In the Quebec town of Bécancour, IFFCO Canada Enterprise Ltd. aims to start construction on a $1.6-billion fertilizer plant by spring next year. But the company, majority owned by a unit of India’s largest fertilizer manufacturer and distributor, has warned the project’s future hinges on timely access to low-cost gas, including through the Dawn trading hub in southwestern Ontario, one of the entry points for U.S. gas into Canada.
“At the moment Dawn is the cheaper alternative than Western Canada. I don’t think this is a surprise,” said Simon Pillarella, vice-president, corporate affairs with IFFCO Canada.
?“It’s not only us who’s looking for this sort of option,” he added. “Most clients in Eastern Canada are looking for the cheapest way to supply their gas.”
The boom in the USA’s production of crude oil, natural gas and various by-products can’t but displace more distant suppliers. The evolution of North American unconventional extraction methods continues to represent a game changer for the energy sector which is having a significant effect on capital investment decisions across the chemical, fertiliser, industrial, refining, pipeline and transportation sectors which in no small part has contributed to the USA’s recovery. .

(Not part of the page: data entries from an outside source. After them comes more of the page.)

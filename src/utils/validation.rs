//! Validation utilities

use crate::traits::*;
use crate::types::*;
use bigdecimal::BigDecimal;

/// Number of digits a contact phone must have
pub const PHONE_DIGITS: usize = 11;

/// Validate that an amount is positive
pub fn validate_positive_amount(amount: &BigDecimal) -> LedgerResult<()> {
    if *amount <= BigDecimal::from(0) {
        Err(LedgerError::InvalidAmount(amount.clone()))
    } else {
        Ok(())
    }
}

/// Validate that a phone number is exactly eleven ASCII digits
pub fn validate_phone(phone: &str) -> LedgerResult<()> {
    if phone.len() == PHONE_DIGITS && phone.chars().all(|c| c.is_ascii_digit()) {
        Ok(())
    } else {
        Err(LedgerError::InvalidPhone(phone.to_string()))
    }
}

/// Validate that an account holder name is valid
pub fn validate_holder_name(name: &str) -> LedgerResult<()> {
    if name.trim().is_empty() {
        return Err(LedgerError::Validation(
            "Account holder name cannot be empty".to_string(),
        ));
    }

    if name.chars().count() > 100 {
        return Err(LedgerError::Validation(
            "Account holder name cannot exceed 100 characters".to_string(),
        ));
    }

    Ok(())
}

/// Account validator that also checks the holder name
pub struct EnhancedAccountValidator;

impl AccountValidator for EnhancedAccountValidator {
    fn validate_new_account(&self, holder_name: &str, phone: &str) -> LedgerResult<()> {
        validate_phone(phone)?;
        validate_holder_name(holder_name)?;
        Ok(())
    }
}
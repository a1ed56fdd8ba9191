//! Document status history and linking tests

mod common;

use hydro_admin::{
    models::{
        document::{ChangeDocumentStatus, CreateDocument, CreateDocumentType},
        DocumentKind,
    },
    AppError, Repository,
};

async fn create_document(repo: &Repository, kind: DocumentKind, name: &str) -> i64 {
    let documents = repo.documents(kind);
    let document_type = documents
        .create_type(&CreateDocumentType { name: common::unique("Order") })
        .await
        .unwrap();
    documents
        .create(
            &CreateDocument {
                name: name.to_string(),
                number: Some("12-p".to_string()),
                document_date: None,
                type_id: document_type.id,
                status_id: None,
                organization_id: None,
                responsible_contact_id: None,
                description: None,
                file_ids: vec![],
                linked_document_ids: vec![],
            },
            1,
        )
        .await
        .unwrap()
}

#[tokio::test]
#[ignore]
async fn test_status_change_appends_history() {
    let repo = common::setup().await;
    let id = create_document(&repo, DocumentKind::Instruction, "Dam safety instruction").await;
    let documents = repo.documents(DocumentKind::Instruction);

    let statuses = documents.list_statuses().await.unwrap();
    let new = statuses.iter().find(|s| s.code == "new").unwrap();
    let approved = statuses.iter().find(|s| s.code == "approved").unwrap();

    let document = documents.get_by_id(id).await.unwrap();
    assert_eq!(document.status.as_ref().map(|s| s.id), Some(new.id));

    documents
        .change_status(
            id,
            &ChangeDocumentStatus {
                status_id: approved.id,
                comment: Some("Signed by the chief engineer".to_string()),
            },
            2,
        )
        .await
        .unwrap();

    let history = documents.history(id).await.unwrap();
    assert_eq!(history.len(), 2);
    assert_eq!(history[0].from_status.as_ref().map(|s| s.id), Some(new.id));
    assert_eq!(history[0].to_status.as_ref().map(|s| s.id), Some(approved.id));
    assert!(history[1].from_status.is_none());

    documents
        .update_latest_history_comment(id, Some("Signed and registered"))
        .await
        .unwrap();
    let history = documents.history(id).await.unwrap();
    assert_eq!(history[0].comment.as_deref(), Some("Signed and registered"));
}

#[tokio::test]
#[ignore]
async fn test_status_change_on_missing_document_is_not_found() {
    let repo = common::setup().await;
    let documents = repo.documents(DocumentKind::Report);
    let statuses = documents.list_statuses().await.unwrap();

    let result = documents
        .change_status(
            i64::MAX,
            &ChangeDocumentStatus {
                status_id: statuses[0].id,
                comment: None,
            },
            1,
        )
        .await;
    assert!(matches!(result, Err(AppError::NotFound(_))));
}

#[tokio::test]
#[ignore]
async fn test_link_and_unlink_documents() {
    let repo = common::setup().await;
    let first = create_document(&repo, DocumentKind::LegalDocument, "Water use permit").await;
    let second = create_document(&repo, DocumentKind::LegalDocument, "Permit amendment").await;
    let documents = repo.documents(DocumentKind::LegalDocument);

    assert!(matches!(
        documents.link_documents(first, &[first]).await,
        Err(AppError::Validation(_))
    ));

    documents.link_documents(first, &[second]).await.unwrap();
    // Linking twice is a no-op
    documents.link_documents(first, &[second]).await.unwrap();

    let linked = documents.get_by_id(first).await.unwrap().linked_documents;
    assert_eq!(linked.len(), 1);
    assert_eq!(linked[0].id, second);

    documents.unlink_document(first, second).await.unwrap();
    assert!(matches!(
        documents.unlink_document(first, second).await,
        Err(AppError::NotFound(_))
    ));
}
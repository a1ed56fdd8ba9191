//! Organizations, departments and positions

use chrono::{DateTime, Utc};
use serde::{Deserialize, Serialize};
use utoipa::{IntoParams, ToSchema};

use super::common::NamedRef;

/// Organization with its parent resolved
#[derive(Debug, Clone, Serialize, Deserialize, ToSchema)]
pub struct Organization {
    pub id: i64,
    pub name: String,
    pub parent: Option<NamedRef>,
    pub created_at: DateTime<Utc>,
    pub updated_at: DateTime<Utc>,
}

#[derive(Debug, Deserialize, ToSchema)]
pub struct CreateOrganization {
    pub name: String,
    pub parent_organization_id: Option<i64>,
}

#[derive(Debug, Default, Deserialize, ToSchema)]
pub struct UpdateOrganization {
    pub name: Option<String>,
    pub parent_organization_id: Option<i64>,
}

#[derive(Debug, Default, Deserialize, IntoParams, ToSchema)]
pub struct OrganizationQuery {
    pub search: Option<String>,
    pub parent_organization_id: Option<i64>,
}

/// Department of an organization
#[derive(Debug, Clone, Serialize, Deserialize, ToSchema)]
pub struct Department {
    pub id: i64,
    pub name: String,
    pub organization: Option<NamedRef>,
    pub parent: Option<NamedRef>,
    pub description: Option<String>,
    pub created_at: DateTime<Utc>,
    pub updated_at: DateTime<Utc>,
}

#[derive(Debug, Deserialize, ToSchema)]
pub struct CreateDepartment {
    pub name: String,
    pub organization_id: i64,
    pub parent_id: Option<i64>,
    pub description: Option<String>,
}

#[derive(Debug, Default, Deserialize, ToSchema)]
pub struct UpdateDepartment {
    pub name: Option<String>,
    pub organization_id: Option<i64>,
    pub parent_id: Option<i64>,
    pub description: Option<String>,
}

#[derive(Debug, Default, Deserialize, IntoParams, ToSchema)]
pub struct DepartmentQuery {
    pub organization_id: Option<i64>,
    pub parent_id: Option<i64>,
    pub search: Option<String>,
}

/// Job position
#[derive(Debug, Clone, Serialize, Deserialize, sqlx::FromRow, ToSchema)]
pub struct Position {
    pub id: i64,
    pub name: String,
    pub description: Option<String>,
    pub created_at: DateTime<Utc>,
    pub updated_at: DateTime<Utc>,
}

#[derive(Debug, Deserialize, ToSchema)]
pub struct CreatePosition {
    pub name: String,
    pub description: Option<String>,
}

#[derive(Debug, Default, Deserialize, ToSchema)]
pub struct UpdatePosition {
    pub name: Option<String>,
    pub description: Option<String>,
}
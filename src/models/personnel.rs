//! Personnel records, their documents and transfer history

use chrono::{DateTime, NaiveDate, Utc};
use serde::{Deserialize, Serialize};
use utoipa::{IntoParams, ToSchema};

use super::common::{ContactRef, FileInfo, NamedRef};
use super::enums::PersonnelStatus;

/// Employment record of one employee
#[derive(Debug, Clone, Serialize, Deserialize, ToSchema)]
pub struct PersonnelRecord {
    pub id: i64,
    pub contact: Option<ContactRef>,
    pub department: Option<NamedRef>,
    pub position: Option<NamedRef>,
    pub personnel_number: String,
    pub hire_date: NaiveDate,
    pub termination_date: Option<NaiveDate>,
    pub status: PersonnelStatus,
    pub created_at: DateTime<Utc>,
    pub updated_at: DateTime<Utc>,
}

#[derive(Debug, Deserialize, ToSchema)]
pub struct CreatePersonnelRecord {
    pub contact_id: i64,
    pub department_id: Option<i64>,
    pub position_id: Option<i64>,
    pub personnel_number: String,
    pub hire_date: NaiveDate,
    /// Defaults to `active`
    pub status: Option<PersonnelStatus>,
}

#[derive(Debug, Default, Deserialize, ToSchema)]
pub struct UpdatePersonnelRecord {
    pub department_id: Option<i64>,
    pub position_id: Option<i64>,
    pub personnel_number: Option<String>,
    pub hire_date: Option<NaiveDate>,
    pub termination_date: Option<NaiveDate>,
    pub status: Option<PersonnelStatus>,
}

#[derive(Debug, Default, Deserialize, IntoParams, ToSchema)]
pub struct PersonnelQuery {
    pub department_id: Option<i64>,
    pub status: Option<PersonnelStatus>,
    /// Matches employee name or personnel number
    pub search: Option<String>,
    pub page: Option<i64>,
    pub per_page: Option<i64>,
}

/// Scanned document kept in an employee's file
#[derive(Debug, Clone, Serialize, Deserialize, ToSchema)]
pub struct PersonnelDocument {
    pub id: i64,
    pub personnel_record_id: i64,
    pub document_type: String,
    pub title: String,
    pub issued_at: Option<NaiveDate>,
    pub file: Option<FileInfo>,
    pub created_at: DateTime<Utc>,
}

#[derive(Debug, Deserialize, ToSchema)]
pub struct CreatePersonnelDocument {
    pub document_type: String,
    pub title: String,
    pub issued_at: Option<NaiveDate>,
    pub file_id: Option<i64>,
}

/// Move of an employee to another department and/or position
#[derive(Debug, Clone, Serialize, Deserialize, ToSchema)]
pub struct PersonnelTransfer {
    pub id: i64,
    pub personnel_record_id: i64,
    pub from_department: Option<NamedRef>,
    pub to_department: Option<NamedRef>,
    pub from_position: Option<NamedRef>,
    pub to_position: Option<NamedRef>,
    pub transfer_date: NaiveDate,
    pub reason: Option<String>,
    pub created_by: i64,
    pub created_at: DateTime<Utc>,
}

/// Transfer request; absent targets keep the current department or position
#[derive(Debug, Deserialize, ToSchema)]
pub struct CreatePersonnelTransfer {
    pub to_department_id: Option<i64>,
    pub to_position_id: Option<i64>,
    pub transfer_date: NaiveDate,
    pub reason: Option<String>,
}
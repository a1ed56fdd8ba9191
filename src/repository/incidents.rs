//! Incidents repository

use sqlx::{postgres::PgRow, Pool, Postgres, Row};

use super::{
    crud::delete_by_id,
    files::INCIDENT_FILES,
    scan::{contact_ref, named_ref, scan_all},
    sql::{FilterBuilder, UpdateBuilder},
};
use crate::{
    error::{AppError, AppResult, DbResultExt},
    models::incident::{CreateIncident, IncidentDetails, IncidentQuery, UpdateIncident},
};

const INCIDENT_SELECT: &str = r#"
    SELECT i.id, i.incident_time, i.description, i.consequences, i.measures_taken,
           i.created_by, i.created_at, i.updated_at,
           o.id AS organization_id, o.name AS organization_name,
           c.id AS reporter_id, c.fio AS reporter_fio
    FROM incidents i
    LEFT JOIN organizations o ON o.id = i.organization_id
    LEFT JOIN contacts c ON c.id = i.reported_by_contact_id
"#;

fn scan_incident(row: &PgRow) -> Result<IncidentDetails, sqlx::Error> {
    Ok(IncidentDetails {
        id: row.try_get("id")?,
        organization: named_ref(row, "organization_id", "organization_name")?,
        incident_time: row.try_get("incident_time")?,
        description: row.try_get("description")?,
        consequences: row.try_get("consequences")?,
        measures_taken: row.try_get("measures_taken")?,
        reported_by: contact_ref(row, "reporter_id", "reporter_fio")?,
        created_by: row.try_get("created_by")?,
        created_at: row.try_get("created_at")?,
        updated_at: row.try_get("updated_at")?,
        files: Vec::new(),
    })
}

#[derive(Clone)]
pub struct IncidentsRepository {
    pool: Pool<Postgres>,
}

impl IncidentsRepository {
    pub fn new(pool: Pool<Postgres>) -> Self {
        Self { pool }
    }

    /// Create an incident and attach its files
    pub async fn create(&self, data: &CreateIncident, created_by: i64) -> AppResult<i64> {
        let mut tx = self.pool.begin().await.op("begin create incident")?;

        let id = sqlx::query_scalar::<_, i64>(
            r#"
            INSERT INTO incidents (organization_id, incident_time, description, consequences,
                                   measures_taken, reported_by_contact_id, created_by)
            VALUES ($1, $2, $3, $4, $5, $6, $7)
            RETURNING id
            "#,
        )
        .bind(data.organization_id)
        .bind(data.incident_time)
        .bind(&data.description)
        .bind(&data.consequences)
        .bind(&data.measures_taken)
        .bind(data.reported_by_contact_id)
        .bind(created_by)
        .fetch_one(&mut *tx)
        .await
        .op("create incident")?;

        INCIDENT_FILES.link(&mut *tx, id, &data.file_ids).await?;

        tx.commit().await.op("commit create incident")?;
        tracing::debug!(incident_id = id, files = data.file_ids.len(), "Incident created");
        Ok(id)
    }

    pub async fn get_by_id(&self, id: i64) -> AppResult<IncidentDetails> {
        let query = format!("{} WHERE i.id = $1", INCIDENT_SELECT);
        let row = sqlx::query(&query)
            .bind(id)
            .fetch_optional(&self.pool)
            .await
            .op("get incident")?
            .ok_or_else(|| AppError::NotFound(format!("Incident {} not found", id)))?;

        let mut incident = scan_incident(&row).op("scan incident")?;
        incident.files = INCIDENT_FILES.load(&self.pool, id).await?;
        Ok(incident)
    }

    /// Incidents, most recent first
    pub async fn list(&self, query: &IncidentQuery) -> AppResult<Vec<IncidentDetails>> {
        let mut filter = FilterBuilder::new(INCIDENT_SELECT);
        filter
            .eq("i.organization_id", query.organization_id)
            .gte("i.incident_time", query.date_from)
            .lte("i.incident_time", query.date_to)
            .order_by("i.incident_time DESC, i.id DESC");

        let rows = filter
            .into_query()
            .build()
            .fetch_all(&self.pool)
            .await
            .op("list incidents")?;
        let mut incidents = scan_all(&rows, scan_incident).op("scan incident")?;

        let ids: Vec<i64> = incidents.iter().map(|i| i.id).collect();
        let mut files = INCIDENT_FILES.load_many(&self.pool, &ids).await?;
        for incident in &mut incidents {
            incident.files = files.remove(&incident.id).unwrap_or_default();
        }
        Ok(incidents)
    }

    /// Update present fields; `file_ids` replaces the attachments
    pub async fn update(&self, id: i64, data: &UpdateIncident) -> AppResult<()> {
        let mut update = UpdateBuilder::new("incidents");
        update
            .set("organization_id", data.organization_id)
            .set("incident_time", data.incident_time)
            .set("description", data.description.as_deref())
            .set("consequences", data.consequences.as_deref())
            .set("measures_taken", data.measures_taken.as_deref())
            .set("reported_by_contact_id", data.reported_by_contact_id)
            .touch("updated_at");
        if update.is_empty() && data.file_ids.is_none() {
            return Ok(());
        }

        let mut tx = self.pool.begin().await.op("begin update incident")?;

        let mut query = update.where_key("id", id);
        let result = query
            .build()
            .execute(&mut *tx)
            .await
            .op("update incident")?;
        if result.rows_affected() == 0 {
            return Err(AppError::NotFound(format!("Incident {} not found", id)));
        }

        if let Some(file_ids) = &data.file_ids {
            INCIDENT_FILES.replace(&mut *tx, id, file_ids).await?;
        }

        tx.commit().await.op("commit update incident")?;
        Ok(())
    }

    pub async fn delete(&self, id: i64) -> AppResult<()> {
        delete_by_id(&self.pool, "incidents", "Incident", "delete incident", id).await
    }

    pub async fn attach_files(&self, id: i64, file_ids: &[i64]) -> AppResult<()> {
        INCIDENT_FILES.link(&self.pool, id, file_ids).await
    }

    pub async fn detach_files(&self, id: i64) -> AppResult<u64> {
        INCIDENT_FILES.unlink_all(&self.pool, id).await
    }
}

$4 is a psychological and economic Rubicon for natural gas prices not least because it represents the breakeven point for a considerable quantity of unconventional supply. Prices experienced downward pressure recently falling from just below $5 to test the $4 area and have stabilised this week. This represents a previous area of support and a clear upward dynamic would confirm the return of demand.
West Texas Intermediate Crude Oil paused yesterday in the region of $100 and potential for an unwind of the short-term oversold condition has increased. It will need to continue to hold the $99 area if this year’s progression of higher reaction lows is to remain intact.
Canadian Oil Sands Trust completed a two-year base in March and continues to form a first step above it. It has returned to test the region of the 200-day MA and a sustained move below C$22 would be required to question medium-term recovery potential.